Studies such as the 2019 paper “Value Return Predictability Across Asset Classes and Commonalities in Risk Premia,” have demonstrated that while it is difficult to time investments based on their value spreads(1) which we’ve covered occasionally here and here, value spreads do contain information on the returns to value strategies in individual equities, industries, commodities, currencies, global government bonds, and global stock indexes.

Yiqing Dai, Tariq Haque, and Ralf Zurbruegg contribute to the literature on factor investing with their study “Factor Return Forecasting Using Cashflow Spreads” which appears in the September 2020 issue of the International Review of Economics & Finance. They sought to improve factor forecasts by augmenting the book-to-market (BM) spread with the difference in operating profitability (the OP spread(2)) and the difference in investment (the INV spread(3)). The sample period is July 1963–June 2017.
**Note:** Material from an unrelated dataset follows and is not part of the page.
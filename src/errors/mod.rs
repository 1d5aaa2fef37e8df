pub mod processor_error;

pub use processor_error::{ProcessorError, ProcessorResult};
Following is a summary of their findings:

  • The OP and INV spreads have significant predictive power for the value factor (HML: High book-to-market Minus Low book-to-market), the profitability factor (RMW: Robust Minus Weak profitability), and the investment factor (CMA: Conservative Minus Aggressive investment).
  • Controlling for the OP and INV spreads significantly improves the predictive power of the BM spread over HML, RMW, and CMA. 
  • Because of correlations, the BM, OP, and INV spreads each have much stronger predictive power when all are used simultaneously as predictors compared to when each is used alone to predict factor returns. 
  • For HML and RMW, the BM and OP spreads have a strong negative correlation (-0.66 and -0.81 respectively), implying that an increase in the BM spread comes with a decrease in the OP spread. Given that the BM spread and the OP spread have opposite effects in factor returns, this negative correlation indicates that using one spread alone to forecast returns could lead to large forecasting errors. For example, an increased BM spread tends to be associated with a decreased OP spread, so that while the increased BM spread implies a higher factor return this is then offset by the decreased OP spread which implies reduced factor returns. For CMA, the BM spread has a moderate negative correlation with the OP spread (-0.398), as well as a moderate positive correlation with the INV spread (0.440). The OP spread and the INV spread are moderately negatively correlated (-0.365). These moderate correlations imply that a joint control for the BM, OP, and INV spreads is needed to improve factor forecasting.
  • The OP and INV spreads are not just substitutes for the traditional Fama-French factors.
  • Their results hold in multiple robustness tests.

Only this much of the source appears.